ABSTRACT: Indirect memory references, e.g., a[b[i]], hobble efficient and secure execution on current processors. Terabyte data sets of in-memory databases, machine learning, bioinformatics, and graph analytics now fit in DRAM, yet DRAM performance lags far behind CPUs. Scaling this 'memory wall' with large caches and speculative execution has been shown deficient in both performance and security. In this talk, I describe our complementary language and microarchitecture improvements.
Our C++ extension milk improves up to 3x performance of analytical workloads on social and web graphs, bioinformatics, and classic machine learning, by using compiler-emitted continuations and efficient radix partitioning. Cimple improves up to 6x performance of classic dictionary data structures on database transactional workloads by replacing subroutines with efficient co-routines.

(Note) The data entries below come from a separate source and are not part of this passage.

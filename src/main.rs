// src/main.rs  -  roboid entry point: diagnostics and demo programs
use anyhow::Result;
use clap::Parser;
use roboid::config::{AppConfig, Cli, DemoProgram, DEFAULT_CONFIG_TOML};
use roboid::connector::{ConnectionResult, Connector, PACKET_DELIMITER, VALID_PACKET_LENGTH};
use roboid::hamster::{self, Hamster, LedColor, LineTracerMode};
use roboid::serial::{self, BAUD_BRIDGE};
use roboid::{Runner, Wheeled};

fn main() -> Result<()> {
    env_logger::init();

    let cli = Cli::parse();

    // ── --print-config  ───────────────────────────────────────────────────────
    if cli.print_config {
        print!("{}", DEFAULT_CONFIG_TOML);
        return Ok(());
    }

    // ── --write-config  ───────────────────────────────────────────────────────
    if cli.write_config {
        let path = AppConfig::write_default_config(&cli)?;
        println!("Config written to: {}", path.display());
        println!("Edit it to set the bridge port, tempo, etc.");
        return Ok(());
    }

    // ── --list-ports  ─────────────────────────────────────────────────────────
    if cli.list_ports {
        let ports = serial::list_ports();
        if ports.is_empty() {
            println!("No serial ports found.");
        } else {
            println!("Available serial ports:");
            for p in &ports {
                println!("  {p}");
            }
        }
        return Ok(());
    }

    // ── Load config ───────────────────────────────────────────────────────────
    let cfg = AppConfig::load(&cli)?;
    let port = if cfg.port.is_empty() { None } else { Some(cfg.port.as_str()) };

    // ── --check-bridge  ───────────────────────────────────────────────────────
    if cli.check_bridge {
        return check_bridge(port);
    }

    // ── Runner + Ctrl-C  ──────────────────────────────────────────────────────
    let runner = Runner::new();
    {
        let runner = runner.clone();
        ctrlc::set_handler(move || {
            log::info!("[main] Ctrl-C: disposing all robots");
            runner.dispose_all();
            std::process::exit(1);
        })?;
    }

    // ── Attach the robot ──────────────────────────────────────────────────────
    let hamster = Hamster::create_port(&runner, port)?;
    runner.wait_until_ready();
    hamster.tempo(cfg.tempo);
    println!("Connected to {} #{}", hamster.name(), hamster.index());

    match cfg.demo {
        DemoProgram::Square => demo_square(&hamster),
        DemoProgram::Follow => demo_follow(&runner, &hamster),
        DemoProgram::Scale => demo_scale(&hamster),
    }

    runner.dispose_all();
    println!("Done.");
    Ok(())
}

/// Probe one port (or all of them) for a bridge with a paired Hamster.
fn check_bridge(port: Option<&str>) -> Result<()> {
    let mut connector = Connector::new(
        "hamster",
        0,
        VALID_PACKET_LENGTH,
        PACKET_DELIMITER,
        hamster::check_connection,
    );
    match connector.open(port, BAUD_BRIDGE) {
        ConnectionResult::Found => {
            println!(
                "Bridge OK on {}  (robot address {})",
                connector.port_name(),
                connector.address()
            );
            Ok(())
        }
        ConnectionResult::NotConnected => {
            println!(
                "Bridge found on {} but no robot is paired.  Switch the robot on.",
                connector.port_name()
            );
            std::process::exit(1);
        }
        ConnectionResult::NotAvailable => {
            println!("No USB to BLE bridge found.  Run `roboid --list-ports` to see all ports.");
            std::process::exit(1);
        }
    }
}

/// One square on the board grid: four cells, four left turns.
fn demo_square(hamster: &Hamster) {
    hamster.leds(LedColor::Blue, LedColor::Blue);
    for _ in 0..4 {
        hamster.board_forward();
        hamster.board_left();
    }
    hamster.leds(LedColor::Green, LedColor::Green);
    hamster.stop();
}

/// Follow a black line on both sensors for ten seconds.
fn demo_follow(runner: &Runner, hamster: &Hamster) {
    hamster.line_tracer_speed(5.0);
    hamster.line_tracer_mode(LineTracerMode::BlackBothSensors);
    runner.wait(10_000);
    hamster.line_tracer_mode(LineTracerMode::Off);
    hamster.stop();
}

/// C major scale, one beat per note at the configured tempo.
fn demo_scale(hamster: &Hamster) {
    for pitch in [40, 42, 44, 45, 47, 49, 51, 52] {
        hamster.note(pitch as f64, 0.5);
    }
    hamster.beep();
}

The Spectre side-channel attacks use indirect loads to steal secrets, which we propose to stop with hardware extensions. SLoth blocks our novel Spectre1.1 variant, which breaks memory and type safety by abusing speculative stores. DAWG caches prevent practical cache side-channel attacks. WoLF speculative execution works toward blocking all speculative attacks.
Thesis Supervisor: Prof. Saman Amarasinghe
Thesis Committee: Profs. Srini Devadas and Martin Rinard